Every year, Canada’s English-language post-secondary institutions enrol thousands of international students. For the nation’s French universities, it’s a tougher nut to crack – the countries that they draw from see much higher study permit refusal rates.
UQTR recruits most of its students from Africa, with 35% coming from France
At the Université du Québec à Trois-Rivières, recruitment efforts are focused on African countries where French is spoken. However, more than 80% of UQTR applicants from Francophone nations like Algeria and Cameroon are denied a study permit by the Canadian government.
“We are able to attract students and grow, but it’s very frustrating that the level of effort required to actually enrol a student is very high,” UQTR rector Christian Blanchette told The PIE News in an interview. “We have to recruit far more students than we actually end up enrolling.”
The study permit acceptance rate at UQTR is only 21%. Just down the road in Montréal, English-language school McGill University sees 90% of its qualified applicants receive a permit.
“We have to recruit far more students than we actually end up enrolling”
Nevertheless, the efforts at UQTR are paying off. The university has about 300 more international students this fall, with enrolment now at 2,600. The school, located in the small city of Trois-Rivières, has a total of 15,000 domestic and international students.
In analysing the data on why students are refused a study permit, Blanchette says the most common reason given by Canadian visa officers is that there is a risk that the student will not return home upon completing their studies.
However, this presents a Catch-22 for the applicant. Canada actively encourages graduates to seek permanent residency. But students who express interest in immigrating may be deemed at risk of refusing to back to their home country.
The second reason given by visa officers in turning down study permits is that the student does not have the required academic qualifications. Given that the university has experts in selecting the appropriate students, Blanchette finds this surprising.
“Our experience is that the students who come to us are good students. The university is very rigorous about whom we make offers to enrol. We never accept unqualified students.”
Finally, some visa officers reject students for not having adequate financial resources. However, English-speaking countries like India have many applicants of modest means. The study permit acceptance rate for that country is 64%.
A parliamentary committee has previously blamed high study permit refusal rates for African students on racial profiling.
It is a common problem for French-language institutions. In New Brunswick, the Université de Moncton this fall received 4,000 applications and made 1,500 offers – but only enrolled 200 students.
Earlier this year, the House of Commons Standing Committee on Citizenship and Immigration held hearings to investigate the issue.
After listening to testimony from experts including rector Blanchette, Member of Parliament Alexis Brunelle-Duceppe, who represents Québec’s Lac-Saint-Jean riding, concluded that racism was to blame.
“We see that Francophone students from Africa are being discriminated against”
“We see that Francophone students from Africa are being discriminated against,” he suggested to the committee.
UQTR recruits most of its students from Africa, with 35% coming from France.

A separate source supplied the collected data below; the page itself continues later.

use owo_colors::OwoColorize;
use std::fmt;

use crate::presentation::formatters::{price_label, truncate};
use crate::presentation::view_models::{
    DestinationEntry, DestinationListViewModel, FavouriteChangeViewModel, FavouritesViewModel,
};

fn write_table(f: &mut fmt::Formatter, destinations: &[DestinationEntry]) -> fmt::Result {
    writeln!(
        f,
        "{:<8} {:<28} {:<16} {:<12} {:<18} LIKED",
        "ID", "NAME", "STATE", "TYPE", "EST. COST"
    )?;
    writeln!(f, "{}", "-".repeat(90))?;

    for destination in destinations {
        writeln!(
            f,
            "{:<8} {:<28} {:<16} {:<12} {:<18} {}",
            destination.id.to_string(),
            truncate(&destination.name, 28),
            truncate(&destination.state, 16),
            truncate(&destination.kind, 12),
            price_label(destination.price_min, destination.price_max),
            if destination.liked { "♥" } else { "" }
        )?;
    }
    Ok(())
}

// --------------------------------------------------------
// Destination List View
// --------------------------------------------------------

pub struct DestinationListView<'a> {
    data: &'a DestinationListViewModel,
}

impl<'a> DestinationListView<'a> {
    pub fn new(data: &'a DestinationListViewModel) -> Self {
        Self { data }
    }

    fn write_filters(&self, f: &mut fmt::Formatter) -> fmt::Result {
        let mut filters = Vec::new();
        if !self.data.search.is_empty() {
            filters.push(format!("search \"{}\"", self.data.search));
        }
        if let Some(kind) = &self.data.kind {
            filters.push(format!("type {}", kind));
        }
        if let Some(max_price) = self.data.max_price {
            filters.push(format!("up to RM{}", max_price));
        }
        if !filters.is_empty() {
            writeln!(f, "Filters: {}", filters.join(", ").dimmed())?;
            writeln!(f)?;
        }
        Ok(())
    }
}

impl<'a> fmt::Display for DestinationListView<'a> {
    fn fmt(&self, f: &mut fmt::Formatter) -> fmt::Result {
        if let Some(user) = &self.data.user {
            writeln!(f, "Signed in as {}", user.bold())?;
            writeln!(f)?;
        }
        self.write_filters(f)?;

        if self.data.destinations.is_empty() {
            writeln!(f, "No destinations match your filters.")?;
            return Ok(());
        }

        write_table(f, &self.data.destinations)?;

        if self.data.total_pages > 1 {
            writeln!(f)?;
            let pages: Vec<String> = (1..=self.data.total_pages)
                .map(|n| {
                    if n == self.data.page {
                        format!("[{}]", n)
                    } else {
                        n.to_string()
                    }
                })
                .collect();
            writeln!(f, "Pages: {}", pages.join(" "))?;
        }
        Ok(())
    }
}

impl fmt::Display for DestinationListViewModel {
    fn fmt(&self, f: &mut fmt::Formatter) -> fmt::Result {
        DestinationListView::new(self).fmt(f)
    }
}

// --------------------------------------------------------
// Favourites View
// --------------------------------------------------------

pub struct FavouritesView<'a> {
    data: &'a FavouritesViewModel,
}

impl<'a> FavouritesView<'a> {
    pub fn new(data: &'a FavouritesViewModel) -> Self {
        Self { data }
    }
}

impl<'a> fmt::Display for FavouritesView<'a> {
    fn fmt(&self, f: &mut fmt::Formatter) -> fmt::Result {
        if self.data.destinations.is_empty() {
            writeln!(f, "You haven't saved any trips yet.")?;
            return Ok(());
        }

        for destination in &self.data.destinations {
            writeln!(
                f,
                "{} {} {}",
                format!("#{}", destination.id).dimmed(),
                destination.name.bold(),
                format!("({})", destination.state).dimmed()
            )?;
            writeln!(
                f,
                "    {} | {}",
                destination.kind,
                price_label(destination.price_min, destination.price_max)
            )?;
            if !destination.activities.is_empty() {
                writeln!(f, "    {}", destination.activities.join(", "))?;
            }
        }
        Ok(())
    }
}

impl fmt::Display for FavouritesViewModel {
    fn fmt(&self, f: &mut fmt::Formatter) -> fmt::Result {
        FavouritesView::new(self).fmt(f)
    }
}

// --------------------------------------------------------
// Favourite Change View
// --------------------------------------------------------

pub struct FavouriteChangeView<'a> {
    data: &'a FavouriteChangeViewModel,
}

impl<'a> FavouriteChangeView<'a> {
    pub fn new(data: &'a FavouriteChangeViewModel) -> Self {
        Self { data }
    }
}

impl<'a> fmt::Display for FavouriteChangeView<'a> {
    fn fmt(&self, f: &mut fmt::Formatter) -> fmt::Result {
        let state = if self.data.liked { "liked" } else { "not liked" };
        writeln!(f, "Destination {} is now {}.", self.data.id, state)
    }
}

impl fmt::Display for FavouriteChangeViewModel {
    fn fmt(&self, f: &mut fmt::Formatter) -> fmt::Result {
        FavouriteChangeView::new(self).fmt(f)
    }
}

The study permit approval rate for the European country was 92% last year.
Blanchette says students from France are attracted by the opportunity to have an international experience and to the specialised programs offered in the French language, including forensics and tourism.

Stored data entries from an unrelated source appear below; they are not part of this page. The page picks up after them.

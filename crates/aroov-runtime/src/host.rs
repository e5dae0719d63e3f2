/// Services the surrounding shell provides to controllers.
///
/// In a browser these are `alert`, `confirm`, the clipboard and navigation;
/// the CLI maps them onto the terminal, tests record them.
pub trait Host {
    /// Blocking notice. Used for failures the user has to acknowledge.
    fn alert(&self, message: &str);

    /// Yes/no question; `false` cancels the action.
    fn confirm(&self, message: &str) -> bool;

    /// Returns `false` when the clipboard is unavailable.
    fn copy_to_clipboard(&self, text: &str) -> bool;

    fn open_url(&self, url: &str);
}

Many parts of Québec are facing demographic challenges, with an ageing population and fewer young people as the birth rate has plummeted. Most immigrants to the province flock to Montréal.
In response, the Québec government has implemented a reduced tuition program for international students who study in French outside of Montréal. These students must pursue programs like healthcare, IT and engineering, whose graduates are in high demand. The initiative starts in fall 2023.
However, Blanchette sees this as just a start. “We would like to see a more robust program, with more money and the chance for larger universities in big cities to participate.”